What this task involves: Retype, word for word, every line from the one holding "let cors_layer = if" through the one holding "else if cfg.should_allow_permissive_cors()" in the entries below, both included, and only those lines.

[Records drawn from a dataset]
<<<<

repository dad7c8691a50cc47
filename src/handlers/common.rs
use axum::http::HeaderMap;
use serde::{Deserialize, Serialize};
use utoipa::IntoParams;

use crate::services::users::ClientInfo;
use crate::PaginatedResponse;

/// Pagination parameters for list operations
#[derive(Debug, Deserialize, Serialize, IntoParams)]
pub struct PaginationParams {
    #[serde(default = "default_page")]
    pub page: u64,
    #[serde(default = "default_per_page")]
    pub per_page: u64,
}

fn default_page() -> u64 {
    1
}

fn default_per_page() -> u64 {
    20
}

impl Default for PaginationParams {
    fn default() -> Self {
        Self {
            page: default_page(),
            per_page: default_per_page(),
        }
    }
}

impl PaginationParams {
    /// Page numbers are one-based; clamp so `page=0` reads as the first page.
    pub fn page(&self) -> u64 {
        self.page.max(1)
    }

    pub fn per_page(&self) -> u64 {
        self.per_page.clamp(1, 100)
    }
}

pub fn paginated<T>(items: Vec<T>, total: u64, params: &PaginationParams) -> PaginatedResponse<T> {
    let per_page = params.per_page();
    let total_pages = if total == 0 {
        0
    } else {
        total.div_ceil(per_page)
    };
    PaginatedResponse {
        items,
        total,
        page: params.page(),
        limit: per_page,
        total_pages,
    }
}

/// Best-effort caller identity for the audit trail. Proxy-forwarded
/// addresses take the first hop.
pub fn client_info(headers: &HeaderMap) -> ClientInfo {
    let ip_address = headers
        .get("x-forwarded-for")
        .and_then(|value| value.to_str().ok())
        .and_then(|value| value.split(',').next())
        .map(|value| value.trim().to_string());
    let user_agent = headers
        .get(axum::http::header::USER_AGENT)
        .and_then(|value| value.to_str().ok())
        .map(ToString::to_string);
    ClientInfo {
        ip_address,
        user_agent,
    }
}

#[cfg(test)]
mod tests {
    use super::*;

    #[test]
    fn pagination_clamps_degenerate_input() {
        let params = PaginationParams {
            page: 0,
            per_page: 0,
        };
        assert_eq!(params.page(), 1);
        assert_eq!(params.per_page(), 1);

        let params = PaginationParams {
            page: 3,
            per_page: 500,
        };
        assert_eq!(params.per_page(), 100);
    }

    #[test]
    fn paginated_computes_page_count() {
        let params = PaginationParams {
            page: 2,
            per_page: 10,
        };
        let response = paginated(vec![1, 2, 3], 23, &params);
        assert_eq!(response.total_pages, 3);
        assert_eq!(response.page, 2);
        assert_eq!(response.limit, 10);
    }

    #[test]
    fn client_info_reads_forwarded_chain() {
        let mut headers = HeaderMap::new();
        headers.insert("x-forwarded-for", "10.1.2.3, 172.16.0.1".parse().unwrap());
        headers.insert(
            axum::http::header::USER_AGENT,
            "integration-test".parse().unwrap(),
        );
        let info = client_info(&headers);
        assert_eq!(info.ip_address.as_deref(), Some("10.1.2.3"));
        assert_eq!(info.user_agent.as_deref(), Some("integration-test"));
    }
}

>>>>
<<<<

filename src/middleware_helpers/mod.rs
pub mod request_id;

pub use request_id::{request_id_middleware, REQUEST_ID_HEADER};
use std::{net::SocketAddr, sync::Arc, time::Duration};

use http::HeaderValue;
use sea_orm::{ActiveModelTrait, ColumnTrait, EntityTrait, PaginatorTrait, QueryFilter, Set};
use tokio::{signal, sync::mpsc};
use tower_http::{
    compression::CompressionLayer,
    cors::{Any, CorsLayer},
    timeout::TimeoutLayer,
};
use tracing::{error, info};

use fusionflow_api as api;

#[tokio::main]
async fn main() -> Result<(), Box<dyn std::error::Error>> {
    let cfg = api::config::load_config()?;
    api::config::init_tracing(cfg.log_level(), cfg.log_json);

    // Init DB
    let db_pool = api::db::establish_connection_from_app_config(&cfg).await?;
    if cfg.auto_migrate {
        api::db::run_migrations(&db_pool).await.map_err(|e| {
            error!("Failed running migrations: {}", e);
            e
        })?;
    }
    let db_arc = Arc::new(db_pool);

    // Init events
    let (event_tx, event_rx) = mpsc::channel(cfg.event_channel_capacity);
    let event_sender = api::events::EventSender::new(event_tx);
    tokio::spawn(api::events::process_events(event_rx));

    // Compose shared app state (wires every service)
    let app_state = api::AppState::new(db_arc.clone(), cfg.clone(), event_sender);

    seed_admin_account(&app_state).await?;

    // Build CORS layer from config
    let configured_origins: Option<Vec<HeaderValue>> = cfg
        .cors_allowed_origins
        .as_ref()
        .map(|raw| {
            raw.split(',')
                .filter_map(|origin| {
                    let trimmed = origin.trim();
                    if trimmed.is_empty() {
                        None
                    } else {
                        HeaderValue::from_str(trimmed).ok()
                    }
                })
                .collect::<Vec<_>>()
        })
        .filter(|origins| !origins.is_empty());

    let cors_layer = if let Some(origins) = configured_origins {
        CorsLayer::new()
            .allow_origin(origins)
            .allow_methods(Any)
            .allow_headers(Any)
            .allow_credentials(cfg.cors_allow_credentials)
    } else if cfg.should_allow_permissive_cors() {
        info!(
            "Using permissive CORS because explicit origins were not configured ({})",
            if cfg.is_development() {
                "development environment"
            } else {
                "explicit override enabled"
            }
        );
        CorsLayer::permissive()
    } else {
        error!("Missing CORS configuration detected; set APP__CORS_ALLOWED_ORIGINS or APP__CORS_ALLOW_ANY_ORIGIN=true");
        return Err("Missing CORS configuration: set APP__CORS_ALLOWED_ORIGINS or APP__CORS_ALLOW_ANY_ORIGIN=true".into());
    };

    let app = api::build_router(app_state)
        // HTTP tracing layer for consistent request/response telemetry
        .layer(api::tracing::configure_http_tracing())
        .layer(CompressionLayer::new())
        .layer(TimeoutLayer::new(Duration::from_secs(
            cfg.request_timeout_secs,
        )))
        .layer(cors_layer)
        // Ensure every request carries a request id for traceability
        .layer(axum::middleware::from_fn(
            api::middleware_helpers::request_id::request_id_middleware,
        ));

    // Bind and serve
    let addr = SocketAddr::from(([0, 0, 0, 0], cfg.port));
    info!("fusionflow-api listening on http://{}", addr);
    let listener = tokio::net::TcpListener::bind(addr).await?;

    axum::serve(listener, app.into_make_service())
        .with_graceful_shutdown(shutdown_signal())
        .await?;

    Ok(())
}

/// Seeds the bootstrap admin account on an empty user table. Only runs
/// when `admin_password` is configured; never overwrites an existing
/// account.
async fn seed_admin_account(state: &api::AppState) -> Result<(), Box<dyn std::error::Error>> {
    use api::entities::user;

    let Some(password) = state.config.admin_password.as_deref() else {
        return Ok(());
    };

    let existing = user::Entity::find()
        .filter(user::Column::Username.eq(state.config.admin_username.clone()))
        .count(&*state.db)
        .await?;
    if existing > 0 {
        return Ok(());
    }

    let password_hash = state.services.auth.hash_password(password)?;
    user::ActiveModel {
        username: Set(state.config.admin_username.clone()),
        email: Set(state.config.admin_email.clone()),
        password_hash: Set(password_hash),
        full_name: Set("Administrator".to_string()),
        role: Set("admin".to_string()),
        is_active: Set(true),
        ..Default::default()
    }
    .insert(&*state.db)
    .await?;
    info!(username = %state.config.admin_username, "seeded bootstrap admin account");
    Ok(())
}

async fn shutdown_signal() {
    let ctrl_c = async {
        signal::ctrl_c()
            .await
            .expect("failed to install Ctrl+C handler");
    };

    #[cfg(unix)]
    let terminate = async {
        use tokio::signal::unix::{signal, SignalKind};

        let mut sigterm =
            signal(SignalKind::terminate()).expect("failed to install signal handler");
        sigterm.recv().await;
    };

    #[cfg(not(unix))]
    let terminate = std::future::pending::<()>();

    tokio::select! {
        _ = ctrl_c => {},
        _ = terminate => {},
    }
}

>>>>

Exercise output:
    let cors_layer = if let Some(origins) = configured_origins {
        CorsLayer::new()
            .allow_origin(origins)
            .allow_methods(Any)
            .allow_headers(Any)
            .allow_credentials(cfg.cors_allow_credentials)
    } else if cfg.should_allow_permissive_cors() {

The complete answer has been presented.